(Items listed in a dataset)
- Opening Delimiter -

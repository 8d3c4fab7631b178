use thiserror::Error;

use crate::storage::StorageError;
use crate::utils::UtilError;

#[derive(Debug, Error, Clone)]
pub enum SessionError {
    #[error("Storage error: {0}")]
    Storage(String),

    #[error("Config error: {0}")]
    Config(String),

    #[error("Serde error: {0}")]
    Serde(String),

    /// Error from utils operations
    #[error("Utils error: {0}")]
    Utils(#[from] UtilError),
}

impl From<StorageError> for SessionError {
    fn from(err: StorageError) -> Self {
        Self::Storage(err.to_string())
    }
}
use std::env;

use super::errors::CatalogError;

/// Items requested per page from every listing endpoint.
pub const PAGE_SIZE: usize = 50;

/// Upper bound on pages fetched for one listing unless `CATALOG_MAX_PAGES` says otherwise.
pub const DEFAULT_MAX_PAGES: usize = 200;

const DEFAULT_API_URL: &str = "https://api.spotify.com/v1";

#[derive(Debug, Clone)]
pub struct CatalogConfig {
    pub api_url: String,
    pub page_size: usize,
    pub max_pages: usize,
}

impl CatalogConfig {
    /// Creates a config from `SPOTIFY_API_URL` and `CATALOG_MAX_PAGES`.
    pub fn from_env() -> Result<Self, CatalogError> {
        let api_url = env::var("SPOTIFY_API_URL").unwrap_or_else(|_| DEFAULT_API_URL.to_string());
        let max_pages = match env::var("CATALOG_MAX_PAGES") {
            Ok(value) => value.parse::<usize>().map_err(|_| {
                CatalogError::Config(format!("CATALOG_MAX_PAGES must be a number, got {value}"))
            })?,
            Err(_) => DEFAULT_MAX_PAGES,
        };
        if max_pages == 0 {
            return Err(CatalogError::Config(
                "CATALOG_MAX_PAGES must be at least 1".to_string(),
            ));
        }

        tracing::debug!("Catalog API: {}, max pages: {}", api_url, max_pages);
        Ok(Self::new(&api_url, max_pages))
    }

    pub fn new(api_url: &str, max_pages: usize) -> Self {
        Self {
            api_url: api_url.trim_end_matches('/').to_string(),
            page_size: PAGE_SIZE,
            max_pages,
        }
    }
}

- Closing Delimiter -

◆ WHAT YOU HAVE TO DO
If a line of the records above holds the word "StorageError", show it.

◆ FINAL ANSWER
use crate::storage::StorageError;
impl From<StorageError> for SessionError {
    fn from(err: StorageError) -> Self {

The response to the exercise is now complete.